"""Core implementation for the read-only Excel MCP tools."""
from __future__ import annotations
import logging
from dataclasses import dataclass
from datetime import datetime
from pathlib import Path
from typing import Any, Dict, List, Optional, Union
import openpyxl
import pandas as pd
logger = logging.getLogger(__name__)
@dataclass
class CellInfo:
"""Container describing a matched Excel cell."""
row: int
column: int
value: Any
sheet_name: str
address: str = ""
def __post_init__(self) -> None:
if not self.address:
from openpyxl.utils import get_column_letter
column_letter = get_column_letter(self.column)
self.address = f"{column_letter}{self.row}"
@dataclass
class ExcelFileInfo:
"""Summary information for an Excel workbook."""
file_path: str
file_size: int
sheet_count: int
sheet_names: List[str]
class ExcelReadTools:
"""Collection of Excel read helpers shared by the MCP server."""
def __init__(self) -> None:
self.supported_formats = [".xlsx", ".xls", ".xlsm"]
def _validate_file(self, file_path: Union[str, Path]) -> Path:
"""Verify that the supplied file exists and can be processed."""
path = Path(file_path)
if not path.is_absolute():
raise ValueError("Please provide an absolute path to the Excel file.")
if not path.exists():
raise FileNotFoundError(f"File not found: {path}")
if path.suffix.lower() not in self.supported_formats:
raise ValueError(f"Unsupported file format: {path.suffix}")
return path
@staticmethod
def _convert_datetime_to_string(value: Any) -> str:
"""Normalise datetime-like values to a readable string."""
try:
if value is None or pd.isna(value):
return ""
if isinstance(value, (datetime, pd.Timestamp)):
return value.strftime("%Y-%m-%d %H:%M:%S")
if hasattr(value, "date") and callable(getattr(value, "date")):
return value.strftime("%Y-%m-%d %H:%M:%S")
return str(value)
except Exception as exc: # pragma: no cover - defensive logging
logger.warning("Failed to normalise datetime value: %s", exc)
return str(value) if value is not None else ""
def _convert_dataframe(self, df: pd.DataFrame) -> pd.DataFrame:
"""Return a DataFrame with datetime-like values stringified."""
if df.empty:
return df.copy()
# applymap is safe across pandas versions
return df.applymap(self._convert_datetime_to_string)
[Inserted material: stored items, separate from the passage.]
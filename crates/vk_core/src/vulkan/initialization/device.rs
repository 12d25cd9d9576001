//! Physical device capabilities and logical device creation

use ash::extensions::khr::Swapchain as SwapchainLoader;
use ash::vk;
use ash::{Device, Instance};
use std::ffi::{CStr, CString};

use super::queue_family::{QueueFamilyIndices, QueueFamilySlot};
use crate::vulkan::{VulkanError, VulkanResult};

/// Properties captured from the physical device when the logical device is created
#[derive(Clone, Copy)]
pub struct DeviceCapabilities {
    /// Physical device the logical device was created from
    pub physical_device: vk::PhysicalDevice,
    /// Device properties and limits
    pub properties: vk::PhysicalDeviceProperties,
    /// Memory heaps and types
    pub memory_properties: vk::PhysicalDeviceMemoryProperties,
    /// Every feature the physical device supports; all of them are enabled on the logical device
    pub features: vk::PhysicalDeviceFeatures,
}

impl DeviceCapabilities {
    /// Query everything from the driver
    pub fn query(instance: &Instance, physical_device: vk::PhysicalDevice) -> Self {
        unsafe {
            Self {
                physical_device,
                properties: instance.get_physical_device_properties(physical_device),
                memory_properties: instance.get_physical_device_memory_properties(physical_device),
                features: instance.get_physical_device_features(physical_device),
            }
        }
    }

    /// Human-readable device name
    pub fn device_name(&self) -> String {
        unsafe { CStr::from_ptr(self.properties.device_name.as_ptr()) }
            .to_string_lossy()
            .into_owned()
    }

    /// Granularity of flushes and invalidations on non-coherent memory
    pub fn non_coherent_atom_size(&self) -> vk::DeviceSize {
        self.properties.limits.non_coherent_atom_size
    }

    /// Minimum offset alignment for uniform buffer bindings
    pub fn min_uniform_buffer_alignment(&self) -> vk::DeviceSize {
        self.properties.limits.min_uniform_buffer_offset_alignment
    }

    /// Minimum offset alignment for storage buffer bindings
    pub fn min_storage_buffer_alignment(&self) -> vk::DeviceSize {
        self.properties.limits.min_storage_buffer_offset_alignment
    }
}

/// A queue and the family it was fetched from
#[derive(Debug, Clone, Copy, PartialEq, Eq)]
pub struct QueueHandle {
    /// Queue family index
    pub family: u32,
    /// Queue handle
    pub queue: vk::Queue,
}

/// The up to three queues a logical device was created with; they may alias
#[derive(Debug, Clone, Copy, Default, PartialEq, Eq)]
pub struct DeviceQueues {
    /// Graphics queue, also used for staged transfers
    pub graphics: Option<QueueHandle>,
    /// Presentation queue
    pub presentation: Option<QueueHandle>,
    /// Compute queue
    pub compute: Option<QueueHandle>,
}

impl DeviceQueues {
    /// Graphics queue or an error naming the missing capability
    pub fn graphics(&self) -> VulkanResult<QueueHandle> {
        self.graphics.ok_or_else(|| VulkanError::invalid("device was created without a graphics queue"))
    }

    /// Compute queue or an error naming the missing capability
    pub fn compute(&self) -> VulkanResult<QueueHandle> {
        self.compute.ok_or_else(|| VulkanError::invalid("device was created without a compute queue"))
    }

    /// Presentation queue or an error naming the missing capability
    pub fn presentation(&self) -> VulkanResult<QueueHandle> {
        self.presentation
            .ok_or_else(|| VulkanError::invalid("device was created without a presentation queue"))
    }

    /// Whether presentation happens on a different family than graphics
    pub fn presentation_is_separate(&self) -> bool {
        match (self.graphics, self.presentation) {
            (Some(graphics), Some(presentation)) => graphics.family != presentation.family,
            _ => false,
        }
    }
}

/// Everything a resource needs to talk to the device
///
/// Cloned into the resources and pipelines built from a context; dependent
/// objects must be dropped before the context terminates the device.
#[derive(Clone)]
pub struct DeviceAccess {
    device: Device,
    instance: Instance,
    capabilities: DeviceCapabilities,
    queues: DeviceQueues,
}

impl DeviceAccess {
    /// Logical device dispatch table
    pub fn device(&self) -> &Device {
        &self.device
    }

    /// Instance dispatch table, for physical-device queries
    pub fn instance(&self) -> &Instance {
        &self.instance
    }

    /// Captured physical device properties
    pub fn capabilities(&self) -> &DeviceCapabilities {
        &self.capabilities
    }

    /// Queues the device was created with
    pub fn queues(&self) -> &DeviceQueues {
        &self.queues
    }

    /// Block until the whole device is idle
    pub fn wait_idle(&self) -> VulkanResult<()> {
        unsafe { self.device.device_wait_idle().map_err(VulkanError::Api) }
    }
}

/// Logical device wrapper with RAII cleanup
pub struct LogicalDevice {
    access: DeviceAccess,
    indices: QueueFamilyIndices,
    swapchain_loader: Option<SwapchainLoader>,
    extensions: Vec<CString>,
}

impl LogicalDevice {
    /// Create a logical device with one queue per distinct family in `indices`
    ///
    /// The swapchain extension is enabled whenever a presentation family was
    /// resolved.
    pub fn new(
        instance: &Instance,
        physical_device: vk::PhysicalDevice,
        indices: QueueFamilyIndices,
        extra_extensions: &[CString],
    ) -> VulkanResult<Self> {
        let unique_families = indices.unique_families();
        if unique_families.is_empty() {
            return Err(VulkanError::invalid("no queue family was resolved for the device"));
        }

        let queue_infos: Vec<vk::DeviceQueueCreateInfo> = unique_families
            .iter()
            .map(|&family| {
                vk::DeviceQueueCreateInfo::builder()
                    .queue_family_index(family)
                    .queue_priorities(&[1.0])
                    .build()
            })
            .collect();

        let mut extensions: Vec<CString> = extra_extensions.to_vec();
        let wants_swapchain = indices.presentation.index().is_some();
        if wants_swapchain && !extensions.iter().any(|name| name.as_c_str() == SwapchainLoader::name()) {
            extensions.push(SwapchainLoader::name().to_owned());
        }
        let extension_ptrs: Vec<*const std::os::raw::c_char> =
            extensions.iter().map(|name| name.as_ptr()).collect();

        let capabilities = DeviceCapabilities::query(instance, physical_device);
        let features = capabilities.features;

        let create_info = vk::DeviceCreateInfo::builder()
            .queue_create_infos(&queue_infos)
            .enabled_extension_names(&extension_ptrs)
            .enabled_features(&features);

        let device = unsafe {
            instance.create_device(physical_device, &create_info, None)
                .map_err(VulkanError::DeviceCreation)?
        };

        let fetch = |slot: QueueFamilySlot| {
            slot.index().map(|family| QueueHandle {
                family,
                queue: unsafe { device.get_device_queue(family, 0) },
            })
        };
        let queues = DeviceQueues {
            graphics: fetch(indices.graphics),
            presentation: fetch(indices.presentation),
            compute: fetch(indices.compute),
        };

        let swapchain_loader = wants_swapchain.then(|| SwapchainLoader::new(instance, &device));

        log::info!(
            "Logical device created on {} (Vulkan {}.{}.{}), queues: {:?}",
            capabilities.device_name(),
            vk::api_version_major(capabilities.properties.api_version),
            vk::api_version_minor(capabilities.properties.api_version),
            vk::api_version_patch(capabilities.properties.api_version),
            queues
        );

        Ok(Self {
            access: DeviceAccess {
                device,
                instance: instance.clone(),
                capabilities,
                queues,
            },
            indices,
            swapchain_loader,
            extensions,
        })
    }

    /// Shared device access handle
    pub fn access(&self) -> &DeviceAccess {
        &self.access
    }

    /// Logical device dispatch table
    pub fn device(&self) -> &Device {
        &self.access.device
    }

    /// Queue family indices the device was created for
    pub fn indices(&self) -> QueueFamilyIndices {
        self.indices
    }

    /// Swapchain extension loader, present when presentation was requested
    pub fn swapchain_loader(&self) -> Option<&SwapchainLoader> {
        self.swapchain_loader.as_ref()
    }

    /// Device extensions that were enabled
    pub fn extensions(&self) -> &[CString] {
        &self.extensions
    }
}

impl Drop for LogicalDevice {
    fn drop(&mut self) {
        unsafe {
            // Ensure device is idle before destruction
            let _ = self.access.device.device_wait_idle();
            self.access.device.destroy_device(None);
        }
        log::debug!("Logical device destroyed");
    }
}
def excel_read_info(self, file_path: str) -> Dict[str, Any]:
"""Return workbook level metadata."""
try:
path = self._validate_file(file_path)
workbook = openpyxl.load_workbook(path, read_only=True)
file_info = ExcelFileInfo(
file_path=str(path),
file_size=path.stat().st_size,
sheet_count=len(workbook.sheetnames),
sheet_names=list(workbook.sheetnames),
)
workbook.close()
return {
"success": True,
"data": {
"file_path": file_info.file_path,
"file_size": file_info.file_size,
"sheet_count": file_info.sheet_count,
"sheet_names": file_info.sheet_names,
},
}
except Exception as exc:
logger.error("excel_read_info failed: %s", exc)
return {"success": False, "error": str(exc)}
def excel_read_range(
self,
file_path: str,
sheet_name: Optional[str] = None,
range_spec: Optional[str] = None,
) -> Dict[str, Any]:
"""Read a sheet (optionally a range) and return rows as dicts."""
try:
path = self._validate_file(file_path)
df = pd.read_excel(path, sheet_name=sheet_name)
if range_spec:
logger.warning("range_spec is not currently implemented; returning full sheet.")
converted = self._convert_dataframe(df)
return {
"success": True,
"data": {
"sheet_name": sheet_name or getattr(df, "name", "Sheet1"),
"shape": converted.shape,
"columns": converted.columns.tolist(),
"data": converted.to_dict("records"),
},
}
except Exception as exc:
logger.error("excel_read_range failed: %s", exc)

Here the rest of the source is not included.